In a statement to the Senate panel considering his nomination, Geithner called the tax issues "careless," "avoidable" and "unintentional" errors, and he said he wanted to "apologize to the committee for putting you in the position of having to spend so much time on these issues." Geithner testified that he used TurboTax to prepare his own return and that the tax errors are his own responsibility. This statement is in conflict with statements by the Obama campaign that Geithner was advised by his accountant that he did not owe the taxes. The Washington Post quoted a tax expert who said that TurboTax has not been programmed to handle self-employment taxes when the user identifies himself as being employed. Geithner said at the hearing that he was always under the impression that he was an employee, not a self-employed contractor, while he served as director of the Policy Development and Review Department of the IMF. Geithner comments are contradicted by the Senate report that showed he was not only informed of his status, but that he actively applied for the allowance.

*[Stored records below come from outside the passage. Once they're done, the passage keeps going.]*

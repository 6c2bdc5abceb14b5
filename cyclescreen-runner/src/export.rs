//! Reporting and export: JSON, CSV, and Markdown artifact generation.
//!
//! - **JSON**: the full screening run with schema versioning
//! - **CSV**: ranked results, failures, swings and oscillator drill-down
//! - **Markdown**: a human-readable summary of a run
//!
//! Persisted runs include a `schema_version` field. Newer versions are
//! rejected on load.

use std::path::{Path, PathBuf};

use anyhow::{bail, Context, Result};
use serde::{Deserialize, Serialize};

use cyclescreen_core::{Bar, ScreenConfig, ScreeningReport, ScreeningResult, SwingResult};

use crate::batch::{BatchReport, InstrumentFailure};
use crate::ranking::rank_results;
use crate::source::DateRange;

/// Current schema version for persisted artifacts.
pub const SCHEMA_VERSION: u32 = 1;

fn default_schema_version() -> u32 {
    SCHEMA_VERSION
}

/// A complete screening run as persisted to disk.
#[derive(Debug, Clone, Serialize, Deserialize)]
pub struct ScreenRun {
    #[serde(default = "default_schema_version")]
    pub schema_version: u32,
    pub config: ScreenConfig,
    pub config_hash: String,
    pub range: DateRange,
    pub source: String,
    pub report: BatchReport,
}

impl ScreenRun {
    pub fn new(config: ScreenConfig, range: DateRange, source: &str, report: BatchReport) -> Self {
        Self {
            schema_version: SCHEMA_VERSION,
            config_hash: config.config_hash(),
            config,
            range,
            source: source.to_string(),
            report,
        }
    }
}

// ─── JSON export ────────────────────────────────────────────────────

pub fn export_json(run: &ScreenRun) -> Result<String> {
    serde_json::to_string_pretty(run).context("failed to serialize screening run to JSON")
}

/// Deserialize a run, rejecting unknown schema versions.
pub fn import_json(json: &str) -> Result<ScreenRun> {
    let run: ScreenRun =
        serde_json::from_str(json).context("failed to deserialize screening run from JSON")?;
    if run.schema_version > SCHEMA_VERSION {
        bail!(
            "unsupported schema version {} (max supported: {})",
            run.schema_version,
            SCHEMA_VERSION
        );
    }
    Ok(run)
}

// ─── CSV export ─────────────────────────────────────────────────────

fn fmt_opt(v: Option<f64>, decimals: usize) -> String {
    v.map(|x| format!("{x:.decimals$}")).unwrap_or_default()
}

/// Columns: rank, instrument, swing_count, hit_count, hit_ratio, avg_return,
/// qualifies, skip_reason
pub fn export_results_csv(results: &[&ScreeningResult]) -> Result<String> {
    let mut wtr = csv::Writer::from_writer(vec![]);
    wtr.write_record([
        "rank",
        "instrument",
        "swing_count",
        "hit_count",
        "hit_ratio",
        "avg_return",
        "qualifies",
        "skip_reason",
    ])?;

    for (i, r) in results.iter().enumerate() {
        wtr.write_record([
            &(i + 1).to_string(),
            &r.instrument_id,
            &r.swing_count.to_string(),
            &r.hit_count.to_string(),
            &fmt_opt(r.hit_ratio, 4),
            &fmt_opt(r.avg_return, 4),
            &r.qualifies.to_string(),
            r.skip_reason.map(|s| s.as_str()).unwrap_or(""),
        ])?;
    }

    let data = wtr.into_inner().context("failed to flush CSV writer")?;
    String::from_utf8(data).context("CSV output is not valid UTF-8")
}

/// Columns: instrument, kind, cause
pub fn export_failures_csv<'a>(
    failures: impl IntoIterator<Item = &'a InstrumentFailure>,
) -> Result<String> {
    let mut wtr = csv::Writer::from_writer(vec![]);
    wtr.write_record(["instrument", "kind", "cause"])?;
    for f in failures {
        wtr.write_record([f.instrument.as_str(), f.kind.as_str(), &f.cause])?;
    }
    let data = wtr.into_inner().context("failed to flush CSV writer")?;
    String::from_utf8(data).context("CSV output is not valid UTF-8")
}

/// Columns: start_date, start_price, end_date, end_price, bars_held, return_pct, is_hit
pub fn export_swings_csv(swings: &[SwingResult]) -> Result<String> {
    let mut wtr = csv::Writer::from_writer(vec![]);
    wtr.write_record([
        "start_date",
        "start_price",
        "end_date",
        "end_price",
        "bars_held",
        "return_pct",
        "is_hit",
    ])?;
    for s in swings {
        wtr.write_record([
            &s.swing.start_date.to_string(),
            &format!("{:.6}", s.swing.start_price),
            &s.swing.end_date.to_string(),
            &format!("{:.6}", s.swing.end_price),
            &s.swing.bars_held().to_string(),
            &format!("{:.4}", s.return_pct),
            &s.is_hit.to_string(),
        ])?;
    }
    let data = wtr.into_inner().context("failed to flush CSV writer")?;
    String::from_utf8(data).context("CSV output is not valid UTF-8")
}

/// Close, volume and oscillator per bar for charting one instrument.
///
/// Columns: date, close, volume, oscillator (blank where undefined or not computed)
pub fn export_drilldown_csv(bars: &[Bar], report: &ScreeningReport) -> Result<String> {
    let mut wtr = csv::Writer::from_writer(vec![]);
    wtr.write_record(["date", "close", "volume", "oscillator"])?;
    for (i, bar) in bars.iter().enumerate() {
        let value = report
            .oscillator
            .as_ref()
            .and_then(|points| points.get(i))
            .and_then(|p| p.value);
        wtr.write_record([
            &bar.date.to_string(),
            &format!("{:.6}", bar.close),
            &format!("{:.0}", bar.volume),
            &fmt_opt(value, 4),
        ])?;
    }
    let data = wtr.into_inner().context("failed to flush CSV writer")?;
    String::from_utf8(data).context("CSV output is not valid UTF-8")
}

// ─── Artifact bundle ────────────────────────────────────────────────

/// Save the artifact set for a screening run.
///
/// Creates `screen_{timestamp}/` under `output_dir` containing:
/// - `run.json`: the full `ScreenRun`
/// - `results.csv`: every screened instrument, ranked
/// - `failures.csv`: instruments that could not be screened
/// - `report.md`: Markdown summary
///
/// Returns the path to the created directory.
pub fn save_artifacts(run: &ScreenRun, output_dir: &Path) -> Result<PathBuf> {
    let dirname = format!("screen_{}", chrono::Local::now().format("%Y%m%d_%H%M%S"));
    let run_dir = output_dir.join(dirname);
    std::fs::create_dir_all(&run_dir)
        .with_context(|| format!("failed to create artifact dir: {}", run_dir.display()))?;

    std::fs::write(run_dir.join("run.json"), export_json(run)?)?;

    let ranked = rank_results(run.report.results());
    std::fs::write(run_dir.join("results.csv"), export_results_csv(&ranked)?)?;
    std::fs::write(
        run_dir.join("failures.csv"),
        export_failures_csv(run.report.failures())?,
    )?;
    std::fs::write(run_dir.join("report.md"), generate_report(run))?;

    Ok(run_dir)
}

/// Load a `ScreenRun` from an artifact directory's run.json.
pub fn load_artifacts(dir: &Path) -> Result<ScreenRun> {
    let path = dir.join("run.json");
    let json = std::fs::read_to_string(&path)
        .with_context(|| format!("failed to read {}", path.display()))?;
    import_json(&json)
}

// ─── Markdown report ────────────────────────────────────────────────

/// Generate a Markdown summary for a screening run.
pub fn generate_report(run: &ScreenRun) -> String {
    let mut md = String::with_capacity(2048);
    let c = &run.config;
    let s = run.report.summary();

    md.push_str("# Screening Report\n\n");

    md.push_str("## Configuration\n\n");
    md.push_str("| Field | Value |\n");
    md.push_str("| --- | --- |\n");
    md.push_str(&format!("| Period | {} to {} |\n", run.range.start, run.range.end));
    md.push_str(&format!("| Source | {} |\n", run.source));
    md.push_str(&format!("| RSI period | {} |\n", c.period));
    md.push_str(&format!(
        "| Thresholds | {} / {} |\n",
        c.low_threshold, c.high_threshold
    ));
    md.push_str(&format!("| Min avg volume | {:.0} |\n", c.min_avg_volume));
    md.push_str(&format!("| Min swings | {} |\n", c.min_swing_count));
    md.push_str(&format!("| Min return | {}% |\n", c.min_return_pct));
    md.push_str(&format!("| Min hit ratio | {:.2} |\n", c.min_hit_ratio));
    md.push_str(&format!("| Config hash | {} |\n", run.config_hash));
    md.push('\n');

    md.push_str("## Summary\n\n");
    md.push_str(&format!(
        "{} instruments: {} screened, {} qualified, {} skipped, {} failed",
        s.total, s.screened, s.qualified, s.skipped, s.failed
    ));
    if run.report.cancelled {
        md.push_str(&format!(" ({} not started, run cancelled)", s.not_started));
    }
    md.push_str("\n\n");

    let qualified = rank_results(run.report.qualified());
    md.push_str("## Qualified\n\n");
    if qualified.is_empty() {
        md.push_str("No instruments matched the criteria.\n");
    } else {
        md.push_str("| # | Instrument | Swings | Hit ratio | Avg return |\n");
        md.push_str("| ---: | --- | ---: | ---: | ---: |\n");
        for (i, r) in qualified.iter().enumerate() {
            md.push_str(&format!(
                "| {} | {} | {} | {:.1}% | {} |\n",
                i + 1,
                r.instrument_id,
                r.swing_count,
                r.hit_ratio.unwrap_or(0.0) * 100.0,
                r.avg_return
                    .map(|v| format!("{v:.2}%"))
                    .unwrap_or_else(|| "-".into())
            ));
        }
    }

    md
}

#[cfg(test)]
mod tests {
    use super::*;
    use crate::batch::{FailureKind, InstrumentOutcome};
    use chrono::NaiveDate;
    use cyclescreen_core::{OscillatorPoint, SkipReason, Swing};

    fn range() -> DateRange {
        DateRange::new(
            NaiveDate::from_ymd_opt(2024, 1, 1).unwrap(),
            NaiveDate::from_ymd_opt(2024, 6, 30).unwrap(),
        )
    }

    fn screened(id: &str, qualifies: bool) -> InstrumentOutcome {
        InstrumentOutcome::Screened(ScreeningReport {
            result: ScreeningResult {
                instrument_id: id.to_string(),
                swing_count: 4,
                hit_count: 3,
                hit_ratio: Some(0.75),
                avg_return: Some(12.5),
                qualifies,
                skip_reason: None,
            },
            mean_volume: Some(1000.0),
            oscillator: None,
            swings: vec![],
        })
    }

    fn sample_run() -> ScreenRun {
        let report = BatchReport {
            outcomes: vec![
                screened("AAA", true),
                InstrumentOutcome::Screened(ScreeningReport {
                    result: ScreeningResult::skipped("THIN", SkipReason::LowVolume),
                    mean_volume: Some(10.0),
                    oscillator: None,
                    swings: vec![],
                }),
                InstrumentOutcome::Failed(InstrumentFailure {
                    instrument: "BAD".into(),
                    kind: FailureKind::MalformedBars,
                    cause: "bar 3: close must be positive".into(),
                }),
            ],
            total: 3,
            cancelled: false,
            elapsed_secs: 0.5,
        };
        ScreenRun::new(ScreenConfig::default(), range(), "synthetic", report)
    }

    #[test]
    fn json_roundtrip_and_version_check() {
        let run = sample_run();
        let json = export_json(&run).unwrap();
        let back = import_json(&json).unwrap();
        assert_eq!(back.report.outcomes, run.report.outcomes);
        assert_eq!(back.config_hash, run.config_hash);

        let future = json.replace("\"schema_version\": 1", "\"schema_version\": 99");
        assert!(import_json(&future).is_err());
    }

    #[test]
    fn screened_run_reads_back_bit_identical() {
        use crate::batch::{run_batch, BatchOptions, CancelToken, NoProgress};
        use crate::source::SyntheticSource;
        use cyclescreen_core::Screener;

        let config = ScreenConfig {
            min_return_pct: 3.0,
            ..Default::default()
        };
        let screener = Screener::new(config.clone()).unwrap();
        let ids: Vec<String> = (0..4).map(|i| format!("SYN{i}")).collect();
        let year = DateRange::new(
            NaiveDate::from_ymd_opt(2024, 1, 1).unwrap(),
            NaiveDate::from_ymd_opt(2024, 12, 31).unwrap(),
        );
        let options = BatchOptions {
            range: year,
            threads: None,
        };
        let report = run_batch(
            &ids,
            &SyntheticSource::default(),
            &screener,
            &options,
            &NoProgress,
            &CancelToken::new(),
        )
        .unwrap();
        assert!(report.reports().any(|r| !r.swings.is_empty()));

        let run = ScreenRun::new(config, year, "synthetic", report);
        let back = import_json(&export_json(&run).unwrap()).unwrap();

        assert_eq!(back.report.outcomes, run.report.outcomes);
        for (a, b) in run.report.results().zip(back.report.results()) {
            assert_eq!(a.avg_return.map(f64::to_bits), b.avg_return.map(f64::to_bits));
        }
    }

    #[test]
    fn results_csv_has_rank_and_blank_optionals() {
        let run = sample_run();
        let ranked = rank_results(run.report.results());
        let csv = export_results_csv(&ranked).unwrap();
        let lines: Vec<&str> = csv.lines().collect();
        assert_eq!(lines.len(), 3);
        assert!(lines[0].starts_with("rank,instrument"));
        assert_eq!(lines[1], "1,AAA,4,3,0.7500,12.5000,true,");
        assert_eq!(lines[2], "2,THIN,0,0,,,false,low_volume");
    }

    #[test]
    fn failures_csv_uses_snake_case_kind() {
        let run = sample_run();
        let csv = export_failures_csv(run.report.failures()).unwrap();
        assert!(csv.contains("BAD,malformed_bars,"));
    }

    #[test]
    fn drilldown_blank_where_undefined() {
        let d = NaiveDate::from_ymd_opt(2024, 1, 2).unwrap();
        let bars = vec![Bar::new(d, 10.0, 100.0), Bar::new(d.succ_opt().unwrap(), 11.0, 200.0)];
        let report = ScreeningReport {
            result: ScreeningResult::skipped("X", SkipReason::TooFewSwings),
            mean_volume: Some(150.0),
            oscillator: Some(vec![
                OscillatorPoint { date: d, value: None },
                OscillatorPoint {
                    date: d.succ_opt().unwrap(),
                    value: Some(100.0),
                },
            ]),
            swings: vec![],
        };
        let csv = export_drilldown_csv(&bars, &report).unwrap();
        let lines: Vec<&str> = csv.lines().collect();
        assert_eq!(lines[1], "2024-01-02,10.000000,100,");
        assert_eq!(lines[2], "2024-01-03,11.000000,200,100.0000");
    }

    #[test]
    fn swings_csv_rows() {
        let d = NaiveDate::from_ymd_opt(2024, 1, 2).unwrap();
        let swing = SwingResult {
            swing: Swing {
                start_index: 1,
                start_date: d,
                start_price: 10.0,
                end_index: 4,
                end_date: d + chrono::Duration::days(3),
                end_price: 11.5,
            },
            return_pct: 15.0,
            is_hit: true,
        };
        let csv = export_swings_csv(&[swing]).unwrap();
        assert!(csv.lines().nth(1).unwrap().ends_with(",3,15.0000,true"));
    }

    #[test]
    fn save_and_load_artifacts() {
        let dir = tempfile::tempdir().unwrap();
        let run = sample_run();
        let run_dir = save_artifacts(&run, dir.path()).unwrap();

        assert!(run_dir.join("results.csv").exists());
        assert!(run_dir.join("failures.csv").exists());
        let md = std::fs::read_to_string(run_dir.join("report.md")).unwrap();
        assert!(md.contains("| 1 | AAA | 4 | 75.0% | 12.50% |"));

        let loaded = load_artifacts(&run_dir).unwrap();
        assert_eq!(loaded.report.total, 3);
    }
}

Geithner is sworn in as Treasury Secretary
On January 26, 2009, the U.S. Senate confirmed Geithner's appointment by a vote of 60–34. Geithner was sworn in as Treasury Secretary by Vice President Joe Biden and witnessed by President Barack Obama.

Secretary of the Treasury

Bank bailout

Geithner has the authority to decide what to do with the second tranche of $350 billion from the $700 billion banking bailout bill passed by Congress in October 2008. He does not need Congressional approval, but went to Congress on February 10-11 to explain his plans. He proposes to create one or more "bad banks" to buy and hold toxic assets, using a mix of taxpayer and private money. He also proposes to expand a lending program that would spend as much as $1 trillion to cover the decline in the issuance of securities backed by consumer loans. He further proposes to give banks new infusions of capital with which to lend. In exchange, banks would have to cut the salaries and perks of their executives and sharply limit dividends and corporate acquisitions. The plan has been criticized by Nobel-prize winning economist Paul Krugman as well as fellow Nobel laureate and former World Bank Chief Economist Joseph Stiglitz.

June 17, 2009:
Geithner speaking at the United States Department of Treasury.
Timothy Geithner along with President Obama proposed a new bureaucratic committee to oversee operations by the FDIC, Federal reserve, and the SEC. The committee would serve to consolidate governmental control over financials. Geithner, states “with new laws in place government will be able to take control of troubled institutions before it’s too late.”

AIG bonuses

Although President Obama expressed strong support for Geithner, the outrage over the AIG bonuses has undermined public support. AIG paid bonuses to executives in its Financial Services division after receiving more than $170 billion in federal bailout aid. Even prior to the election, senior aides to Timothy Geithner have closely dealt with American International Group Inc. on compensation issues including bonuses, both from his time as president of the Federal Reserve Bank of New York and as Treasury secretary. In early November, 2008, a committee concluded that the bonuses, which were in contracts signed before the government takeover, couldn't be legally blocked. On March 3, 2009, appearing at a hearing of the House Ways and Means Committee Rep. Joseph Crowley, a New York Democrat, asked him about the bonuses that AIG would be paying to financial-products employees "in the coming weeks." On March 11, Geithner called Mr. Edward Liddy, AIG chief, to protest the bonus payouts. Mr. Geithner and Federal Reserve Chairman Ben Bernanke attended a hearing by Congress on March 24, 2009.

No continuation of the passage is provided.